Higher yields make borrowing more expensive, which slows the economy and also lowers the price of stocks and other investments. Other central banks around the world, especially in the US and Europe, are raising interest rates at such an explosive clip that a large number of economists and investors see a recession in 2023.

Tremors after the Bank of Japan’s move sent shockwaves through bond and currency markets around the world.

In the United States, the 10-year Treasury yield rose to 3.69% from 3.59% late on Monday. That product helps set rates for mortgages and other debt in the economy, which already means particular pain for the U.S. housing market.

Also Read :  Global Pen Needles Markets, 2021-2022 & 2027

U.S. homebuilders broke new ground for the third straight month in November, a report showed on Tuesday. Meanwhile, the number of building permits fell to the lowest level since June 2020, when the pandemic froze the economy.

The two-year US Treasury yield, which closely tracks expectations of action from the Federal Reserve, was more conservative. It went from 4.26% to 4.28%.

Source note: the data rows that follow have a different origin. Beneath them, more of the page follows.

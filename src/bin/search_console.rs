//! Interactive search against a running studioflow server.
//!
//! Every line read from stdin is treated as the new content of the search
//! input; the table body is printed whenever it is replaced.
//!
//! Usage: `search_console [clients|projects]`

use std::sync::{Arc, Mutex, PoisonError};
use std::time::Duration;

use dotenvy::dotenv;
use tokio::io::{AsyncBufReadExt, BufReader};

use studioflow::models::config::{SearchConfig, load_settings};
use studioflow::search::{
    CLIENT_SEARCH, ClientRowRenderer, JsonFetcher, MemoryPage, PROJECT_SEARCH, ProjectRowRenderer,
    RenderTarget, ReqwestTransport, RowRenderer, SearchAnchors, SearchController, SearchState,
    TextInput,
};

/// Upper bound on waiting for the last search after stdin closes.
const DRAIN_TIMEOUT: Duration = Duration::from_secs(10);

/// Table body printing its markup to stdout.
#[derive(Default)]
struct ConsoleBody {
    html: Mutex<String>,
}

impl RenderTarget for ConsoleBody {
    fn html(&self) -> String {
        self.html
            .lock()
            .unwrap_or_else(PoisonError::into_inner)
            .clone()
    }

    fn set_html(&self, html: String) {
        println!("{html}");
        *self.html.lock().unwrap_or_else(PoisonError::into_inner) = html;
    }
}

fn load_search_config() -> Result<SearchConfig, config::ConfigError> {
    load_settings()?.get::<SearchConfig>("search")
}

async fn drive<R: RowRenderer>(
    anchors: &SearchAnchors,
    renderer: R,
    fetcher: JsonFetcher,
    delay: Duration,
) -> std::io::Result<()> {
    let input = Arc::new(TextInput::default());
    let page = MemoryPage::new()
        .with_input(anchors.input_id, input.clone())
        .with_render_target(anchors.target_id, Arc::new(ConsoleBody::default()));

    let Some(controller) = SearchController::bind(&page, anchors, renderer, fetcher, delay) else {
        return Err(std::io::Error::other("search anchors are not bound"));
    };

    let mut lines = BufReader::new(tokio::io::stdin()).lines();
    while let Some(line) = lines.next_line().await? {
        input.set_value(line);
        controller.on_input();
    }

    let drained = tokio::time::timeout(DRAIN_TIMEOUT, async {
        while controller.state() == SearchState::Searching {
            tokio::time::sleep(Duration::from_millis(50)).await;
        }
    })
    .await;

    if drained.is_err() {
        log::warn!("Gave up waiting for the last search after {DRAIN_TIMEOUT:?}");
    }
    Ok(())
}

#[tokio::main]
async fn main() -> std::io::Result<()> {
    dotenv().ok();
    env_logger::Builder::from_env(env_logger::Env::default().default_filter_or("info")).init();

    let entity = std::env::args().nth(1).unwrap_or_else(|| "clients".into());

    let search_config = match load_search_config() {
        Ok(search_config) => search_config,
        Err(err) => {
            log::error!("Error loading search config: {err}");
            std::process::exit(1);
        }
    };

    let transport = match ReqwestTransport::new(&search_config.base_url) {
        Ok(transport) => transport,
        Err(err) => {
            log::error!("Error creating HTTP client: {err}");
            std::process::exit(1);
        }
    };
    if let Some(cookie) = &search_config.session_cookie {
        transport.add_cookie(cookie);
    }
    log::info!("Searching {entity} on {}", transport.base_url());

    let fetcher = JsonFetcher::new(Arc::new(transport));
    let delay = search_config.delay();

    let result = match entity.as_str() {
        "clients" => match ClientRowRenderer::new() {
            Ok(renderer) => drive(&CLIENT_SEARCH, renderer, fetcher, delay).await,
            Err(err) => Err(std::io::Error::other(err)),
        },
        "projects" => match ProjectRowRenderer::new() {
            Ok(renderer) => drive(&PROJECT_SEARCH, renderer, fetcher, delay).await,
            Err(err) => Err(std::io::Error::other(err)),
        },
        other => {
            log::error!("Unknown entity {other:?}, expected clients or projects");
            std::process::exit(2);
        }
    };

    if let Err(err) = &result {
        log::error!("Search console failed: {err}");
    }
    result
}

In the foreign exchange market, Tokyo’s surprise move sent the Japanese yen higher against the US dollar, reversing some of its big gains over the past year. One dollar is currently trading at 132.52 yen, down 3.2% from the previous day.

The Nikkei 225 index of Japanese stock markets also fell by 2.5%.

Stocks around the world have been under pressure due to concerns about high inflation, high interest rates and a weakening economy throughout the year.

In Shanghai, stocks lost 1.1% after the World Bank cut its forecast for China’s economic growth this year to 2.7% from its June outlook of 4.3%. The Bank has announced the repeated closure of major cities to combat the spread of COVID-19. China is now relaxing some of its anti-COVID restrictions, but concerns are growing that the fallout from the virus outbreak could mean another blow to the world’s second-largest economy.

Also Read :  OPEC+ cuts attract funds back to oil market: Kemp

European markets were marginally lower. Stocks hit hardest by higher interest rates were among the hardest hit. Apple fell 1.8% and was the single biggest weight on the S&P 500, while Tesla lost 3.1% and Nvidia fell 2.1%.

Emerging technology companies are seen as some of the most vulnerable to higher interest rates after they were some of the biggest beneficiaries of the previous ultra-low rate era. —

AP Business writers Joe McDonald and Matt Ott contributed.


Leave a Reply

Your email address will not be published.